For so many reasons. I’d like to think that at the core of our hand-wringing hearts, we want to stop the suffering we see in the eyes of those we love. We want them to smile again, laugh with us, find the lilt in their step and hope for a better future. We want to see them whole, to watch them enjoy life, we want the person they used to be before they suffered loss to re-surface.

And we want them to stop reminding us with their tears and anger and depression and questions that we might be in their shoes someday. We are uncomfortable with grief. We are ignorant about grief. Our culture has not taught us that grief is part of life just as dying is, so we don’t know what to do with either one except to try to make it go away.

And when people of faith suffer great loss, if they don’t bounce back quickly enough, praise God soon enough, and get back in the game fast enough, we shame them. We may critique their spiritual walk. We may even question if they really know Jesus. Certainly, we believe it’s our job to set them straight and explain that they have no right to question or complain or cry their eyes out endlessly. They must trust and obey for there’s no other way to be happy in Jesus, as the hymnwriters say.

Life is a no question zone. Put on your happy face and move on.

I thought I had all the answers once.

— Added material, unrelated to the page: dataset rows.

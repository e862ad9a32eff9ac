//! Periodic, read-only status checks for the active broadcast and its ingest stream.
//!
//! Polling never fails: lookups that come back empty show up as `unknown`, lookups that
//! could not be made show up as `error`, and the next tick tries again.

use crate::youtube_api::{
    BroadcastLifeCycleStatus, HealthStatus, RecordingStatus, StreamStatus, YouTubeClient,
};
use serde::{Serialize, Serializer};
use std::fmt;
use std::time::Duration;
use tokio::sync::watch;
use tokio::task::JoinHandle;
use tokio_stream::wrappers::WatchStream;

/// How often the poller checks in with YouTube.
pub const DEFAULT_POLL_INTERVAL: Duration = Duration::from_secs(5);

/// One status field as last observed.
#[derive(Debug, Clone, Copy, PartialEq, Eq)]
pub enum Observed<T> {
    Value(T),
    /// The lookup succeeded but the resource (or the field) was not there.
    Unknown,
    /// The lookup itself failed.
    Error,
}

impl<T> Observed<T> {
    pub fn value(&self) -> Option<&T> {
        match self {
            Self::Value(v) => Some(v),
            Self::Unknown | Self::Error => None,
        }
    }
}

impl<T: fmt::Display> fmt::Display for Observed<T> {
    fn fmt(&self, f: &mut fmt::Formatter<'_>) -> fmt::Result {
        match self {
            Self::Value(v) => v.fmt(f),
            Self::Unknown => f.write_str("unknown"),
            Self::Error => f.write_str("error"),
        }
    }
}

impl<T: fmt::Display> Serialize for Observed<T> {
    fn serialize<S: Serializer>(&self, serializer: S) -> Result<S::Ok, S::Error> {
        serializer.collect_str(self)
    }
}

/// Status of a broadcast and its bound stream at one point in time.
#[derive(Debug, Clone, Copy, PartialEq, Eq, Serialize)]
#[serde(rename_all = "camelCase")]
pub struct StatusSnapshot {
    pub life_cycle_status: Observed<BroadcastLifeCycleStatus>,
    pub recording_status: Observed<RecordingStatus>,
    pub stream_status: Observed<StreamStatus>,
    pub health_status: Observed<HealthStatus>,
}

impl StatusSnapshot {
    pub fn is_live(&self) -> bool {
        self.life_cycle_status == Observed::Value(BroadcastLifeCycleStatus::Live)
    }

    /// Whether the broadcast has ended for good, so there is nothing left to watch.
    pub fn is_finished(&self) -> bool {
        matches!(
            self.life_cycle_status,
            Observed::Value(BroadcastLifeCycleStatus::Complete | BroadcastLifeCycleStatus::Revoked)
        )
    }
}

impl fmt::Display for StatusSnapshot {
    fn fmt(&self, f: &mut fmt::Formatter<'_>) -> fmt::Result {
        write!(
            f,
            "broadcast {} (recording {}), stream {} (health {})",
            self.life_cycle_status, self.recording_status, self.stream_status, self.health_status
        )
    }
}

/// Whether the "go live" action should be offered.
///
/// Requires at least one completed poll, and the broadcast not already live.
pub fn can_start(latest: Option<&StatusSnapshot>) -> bool {
    latest.is_some_and(|s| !s.is_live())
}

/// Whether the "end broadcast" action should be offered: only while exactly live.
pub fn can_stop(latest: Option<&StatusSnapshot>) -> bool {
    latest.is_some_and(StatusSnapshot::is_live)
}

/// Looks up the broadcast and the stream independently and folds the answers into a snapshot.
pub async fn fetch_status(yt: &YouTubeClient, broadcast_id: &str, stream_id: &str) -> StatusSnapshot {
    let (broadcast, stream) = tokio::join!(
        yt.get_live_broadcast(broadcast_id),
        yt.get_live_stream(stream_id)
    );

    let (life_cycle_status, recording_status) = match broadcast {
        Ok(Some(b)) => (
            Observed::Value(b.status.life_cycle_status),
            b.status
                .recording_status
                .map_or(Observed::Unknown, Observed::Value),
        ),
        Ok(None) => (Observed::Unknown, Observed::Unknown),
        Err(e) => {
            tracing::warn!(broadcast_id, error = %e, "broadcast status lookup failed");
            (Observed::Error, Observed::Error)
        }
    };

    let (stream_status, health_status) = match stream {
        Ok(Some(s)) => match s.status {
            Some(status) => (
                Observed::Value(status.stream_status),
                status
                    .health_status
                    .map_or(Observed::Unknown, |h| Observed::Value(h.status)),
            ),
            None => (Observed::Unknown, Observed::Unknown),
        },
        Ok(None) => (Observed::Unknown, Observed::Unknown),
        Err(e) => {
            tracing::warn!(stream_id, error = %e, "stream status lookup failed");
            (Observed::Error, Observed::Error)
        }
    };

    StatusSnapshot {
        life_cycle_status,
        recording_status,
        stream_status,
        health_status,
    }
}

/// Spawns status polling tasks.
pub struct StatusPoller;

impl StatusPoller {
    /// Polls once right away and then every `interval` until the handle is stopped or dropped.
    pub fn spawn(
        yt: YouTubeClient,
        broadcast_id: String,
        stream_id: String,
        interval: Duration,
    ) -> PollerHandle {
        let (tx, rx) = watch::channel(None);
        let task = tokio::spawn(async move {
            let mut ticker = tokio::time::interval(interval);
            ticker.set_missed_tick_behavior(tokio::time::MissedTickBehavior::Delay);
            loop {
                ticker.tick().await;
                let snapshot = fetch_status(&yt, &broadcast_id, &stream_id).await;
                tracing::trace!(%broadcast_id, %snapshot, "polled broadcast status");
                if tx.send(Some(snapshot)).is_err() {
                    tracing::debug!("all status receivers gone, stopping poller");
                    break;
                }
            }
        });
        PollerHandle { rx, task }
    }
}

/// Owner of a running poller. Dropping it stops polling.
#[derive(Debug)]
pub struct PollerHandle {
    rx: watch::Receiver<Option<StatusSnapshot>>,
    task: JoinHandle<()>,
}

impl PollerHandle {
    /// The most recent snapshot, or `None` before the first poll completes.
    pub fn latest(&self) -> Option<StatusSnapshot> {
        *self.rx.borrow()
    }

    pub fn subscribe(&self) -> watch::Receiver<Option<StatusSnapshot>> {
        self.rx.clone()
    }

    /// Every snapshot from now on, starting with the current one if there is one.
    pub fn updates(&self) -> impl tokio_stream::Stream<Item = StatusSnapshot> + use<> {
        use tokio_stream::StreamExt;
        WatchStream::new(self.rx.clone()).filter_map(|s| s)
    }

    pub fn can_start(&self) -> bool {
        can_start(self.latest().as_ref())
    }

    pub fn can_stop(&self) -> bool {
        can_stop(self.latest().as_ref())
    }

    pub fn is_running(&self) -> bool {
        !self.task.is_finished()
    }

    /// Stops polling. Snapshots already received stay readable through [`Self::latest`].
    pub fn stop(&self) {
        self.task.abort();
    }
}

impl Drop for PollerHandle {
    fn drop(&mut self) {
        self.task.abort();
    }
}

I thought I had suffered and overcome enough to earn immunity from any more trauma and loss. I thought I knew how to pray without ceasing. I wasn’t great at trusting, but I’m a pretty good reader, so I thought if I studied enough and taught what I’d learned and discussed enough books that I’d figure out what God is doing in the world and in my life. I thought bad things happened to other people and that Rob and I would grow old together and never have to live a single day apart. I thought scripture verses would dissolve grief, so I gave them to people in pain and sat back in satisfaction waiting for them to rejoice.

And if the puzzle of their complicated life was missing an important piece, I thought I could share one of my own and it would complete their story. It didn’t matter if their picture was different than mine or the shape didn’t fit. Just pound that funky piece into place so no one would have to look at the awkward hole in their life anymore.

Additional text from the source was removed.